Monday, June 29, 2020

Grafting in Stitch Patterns

I am appalled that my last entry was in October of 2019!  It seems like yesterday.  I have the same old excuses...writing Module 2 of the Professional Knitter Certification, the Winter (and Spring and Summer!) issues of Cast On, the holidays, surgery, pandemic, etc. etc.  I've finally realized my schedule isn't going to improve as I'm now working on Module 3 of the PKC program and the Fall issue so I have to make time.

Student News
Another thing that has kept me busy is the number of lessons I've received to review.  I continued to review during the stay at home orders and I'm glad I did.  There would be such a backlog.  I am going to change where I post new students and completions.  From this entry on I will be posting this only in Ravelry in the TKGA forum.  There are just too many to list!

Tip of the Week
My tip this week is about how to graft stitch patterns so that the pattern is not disrupted at the seam.  How strange that this is also the topics of the Special Topics in Finishing for the Fall 2020 issue of Cast On.  Coincidence?  I think not. I discussed this in an earlier blog entry when you are grafting the TOPS of both pieces, say shoulder seams or the toe of a sock.  Here is that link:  Grafting in Pattern (at the Top of Both Pieces) When you use this technique there will always be a half stitch offset. 

If you are grafting the cast on edge to the top of a piece (say for a cowl) you can use a technique where there is no offset stitch.  In the discussion that follows my assumption is that you are familiar with Kitchener Stitch.  If not, it might be rough going.

To use this technique you must use a provisional cast on.  If you don't have a favorite method, you can check the index of my blog as I've discussed several ways to do it.  The photo below shows a swatch with the crochet chain at the bottom.  There is a 24 row pattern repeat and since the graft will provide a row of stitches, only 23 rows have been worked.

When you use a provisional cast on the stitches there is always one stitch less in the cast on edge.  There must be the same number of stitches on both ends.  You will need to create a stitch on one side of the cast on edge by pulling a loop from the selvedge to the needle.   Look at the close up of the cast on edge below.  Notice that there are 4 stockinette stitches on the sides but on the right side there are only 3 stitches on the needle below the column of four.  That is the side you need to "create" the stitch.

The procedure from here on is similar to Kitchener stitch.  You orient the needles with the stitches at the top of the piece on Needle 1 (the needle on top) and the cast on edge on Needle 2.  Note that there are now four stitches at the right side where I picked up the stitch.

Thread up a tapestry needle with yarn.  The preliminary steps are different from Kitchener.  Begin by inserting the needle purlwise into the first stitch on Needle 1.  Then insert the needle purlwise into the first stitch on Needle 2 and drop it (Purl Off) and then into the next stitch knitwise (Knit On).

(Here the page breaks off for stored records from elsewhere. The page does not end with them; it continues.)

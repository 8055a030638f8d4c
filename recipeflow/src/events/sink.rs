//! Event sink trait and implementations.

use async_trait::async_trait;
use parking_lot::RwLock;
use tracing::{debug, info, Level};

/// Receiver of run memory events.
///
/// Sinks are handed to [`RunMemory`](crate::memory::RunMemory) and are fed
/// only while streaming is enabled.
#[async_trait]
pub trait EventSink: Send + Sync {
    /// Emits an event asynchronously.
    ///
    /// # Arguments
    ///
    /// * `event_type` - The event name (e.g., `COMPONENT_STATUS_UPDATED`)
    /// * `data` - Optional event payload
    async fn emit(&self, event_type: &str, data: Option<serde_json::Value>);

    /// Emits an event without blocking. Must never panic.
    fn try_emit(&self, event_type: &str, data: Option<serde_json::Value>);
}

/// Discards all events.
#[derive(Debug, Clone, Copy, Default)]
pub struct NoOpEventSink;

#[async_trait]
impl EventSink for NoOpEventSink {
    async fn emit(&self, _event_type: &str, _data: Option<serde_json::Value>) {}

    fn try_emit(&self, _event_type: &str, _data: Option<serde_json::Value>) {}
}

/// Writes events to the tracing subscriber.
#[derive(Debug, Clone)]
pub struct LoggingEventSink {
    level: Level,
}

impl Default for LoggingEventSink {
    fn default() -> Self {
        Self { level: Level::INFO }
    }
}

impl LoggingEventSink {
    /// Creates a logging sink at the given level. Anything other than
    /// `DEBUG` logs at `INFO`.
    #[must_use]
    pub fn new(level: Level) -> Self {
        Self { level }
    }

    /// Creates a debug-level logging sink.
    #[must_use]
    pub fn debug() -> Self {
        Self::new(Level::DEBUG)
    }

    fn log_event(&self, event_type: &str, data: Option<&serde_json::Value>) {
        let component_id = data
            .and_then(|d| d.get("componentID"))
            .and_then(serde_json::Value::as_str)
            .unwrap_or("-");
        let batch_index = data
            .and_then(|d| d.get("batchIndex"))
            .and_then(serde_json::Value::as_u64);

        if self.level == Level::DEBUG {
            debug!(event_type, component_id, batch_index, event_data = ?data, "memory event");
        } else {
            info!(event_type, component_id, batch_index, "memory event");
        }
    }
}

#[async_trait]
impl EventSink for LoggingEventSink {
    async fn emit(&self, event_type: &str, data: Option<serde_json::Value>) {
        self.log_event(event_type, data.as_ref());
    }

    fn try_emit(&self, event_type: &str, data: Option<serde_json::Value>) {
        self.log_event(event_type, data.as_ref());
    }
}

/// Keeps every event in memory, for tests and streaming bridges.
#[derive(Debug, Default)]
pub struct CollectingEventSink {
    events: RwLock<Vec<(String, Option<serde_json::Value>)>>,
}

impl CollectingEventSink {
    /// Creates an empty collecting sink.
    #[must_use]
    pub fn new() -> Self {
        Self::default()
    }

    /// Returns all collected events.
    #[must_use]
    pub fn events(&self) -> Vec<(String, Option<serde_json::Value>)> {
        self.events.read().clone()
    }

    /// Returns the number of collected events.
    #[must_use]
    pub fn len(&self) -> usize {
        self.events.read().len()
    }

    /// Returns true if no events have been collected.
    #[must_use]
    pub fn is_empty(&self) -> bool {
        self.events.read().is_empty()
    }

    /// Clears all collected events.
    pub fn clear(&self) {
        self.events.write().clear();
    }

    /// Returns the payloads of events with the given name.
    #[must_use]
    pub fn payloads_of(&self, event_type: &str) -> Vec<serde_json::Value> {
        self.events
            .read()
            .iter()
            .filter(|(t, _)| t == event_type)
            .filter_map(|(_, d)| d.clone())
            .collect()
    }

    /// Returns the names of events about one step, in emission order.
    #[must_use]
    pub fn event_names_for(&self, component_id: &str) -> Vec<String> {
        self.events
            .read()
            .iter()
            .filter(|(_, d)| {
                d.as_ref()
                    .and_then(|d| d.get("componentID"))
                    .and_then(serde_json::Value::as_str)
                    == Some(component_id)
            })
            .map(|(t, _)| t.clone())
            .collect()
    }
}

#[async_trait]
impl EventSink for CollectingEventSink {
    async fn emit(&self, event_type: &str, data: Option<serde_json::Value>) {
        self.events.write().push((event_type.to_string(), data));
    }

    fn try_emit(&self, event_type: &str, data: Option<serde_json::Value>) {
        self.events.write().push((event_type.to_string(), data));
    }
}

#[cfg(test)]
mod tests {
    use super::*;
    use pretty_assertions::assert_eq;
    use serde_json::json;

    #[tokio::test]
    async fn test_noop_and_logging_sinks_accept_events() {
        NoOpEventSink.emit("X", None).await;
        let sink = LoggingEventSink::debug();
        sink.emit("COMPONENT_STATUS_UPDATED", Some(json!({"componentID": "a"}))).await;
        sink.try_emit("PIPELINE_OUTPUT_UPDATED", None);
    }

    #[tokio::test]
    async fn test_collecting_sink_filters() {
        let sink = CollectingEventSink::new();
        assert!(sink.is_empty());

        sink.emit("COMPONENT_STATUS_UPDATED", Some(json!({"componentID": "a"}))).await;
        sink.try_emit("COMPONENT_OUTPUT_UPDATED", Some(json!({"componentID": "b"})));
        sink.try_emit("COMPONENT_STATUS_UPDATED", Some(json!({"componentID": "b"})));

        assert_eq!(sink.len(), 3);
        assert_eq!(sink.payloads_of("COMPONENT_STATUS_UPDATED").len(), 2);
        assert_eq!(
            sink.event_names_for("b"),
            vec!["COMPONENT_OUTPUT_UPDATED", "COMPONENT_STATUS_UPDATED"]
        );

        sink.clear();
        assert!(sink.is_empty());
    }
}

After that you have to look at the stitches as pairs.  There are only four possibilities: two knit stitches, two purl stitches, a knit and a purl and finally, a  purl and a knit.

From this point on, you look at the first stitch on Needle 1 and at the stitch to the left to determine what type of stitches they are. The shorthand for the each procedure is below.

Knit Next to Knit
Needle 1: Knit Off, Purl On
Needle 2: Purl Off, Knit  On

Knit Next to Purl 
Needle 1: Knit Off, Knit On
Needle 2: Knit Off, Purl On

Purl Next to Purl 
Needle 1: Purl Off, Knit On
Needle 2: Knit Off, Purl On

Purl Next to Knit 
Needle 1: Purl Off, Purl On
Needle 2: Purl Off, Knit On

You repeat these procedures, depending on the stitches encountered, until the grafting is complete. The photograph below shows the completed graft. Notice that the stitch pattern is maintained.  Here is a link to the video showing the process:  Video


Knitting Salon
It will come as no surprise that I haven't had salon since February.  I had surgery in early March and as soon as I could get around again, the stay at home order was issued.  I'm very hesitant to have people over.  I couldn't live with myself if someone got sick. I'm firmly in the camp of Mask Wearers.  

Current Projects
I've knit so much since October, I wouldn't know where to start!  I've posted them to my designer page in Ravelry.  The Social Distancing Coat nearly killed me.  So many stitches, such small needles!  I'm currently finishing up my things for the Fall issue.  We had to make some changes since it was so hard to get yarn from yarn companies.  I decided to add a section for designers using stash yarn.  That was fun!  I may have to do it for the Winter issue as well.  I'm also working on the sweater students will knit as part of Module 3 of the Professional Knitter Certification.  I won't every photograph it as the students will knit it a part of a scenario of doing a sample knit.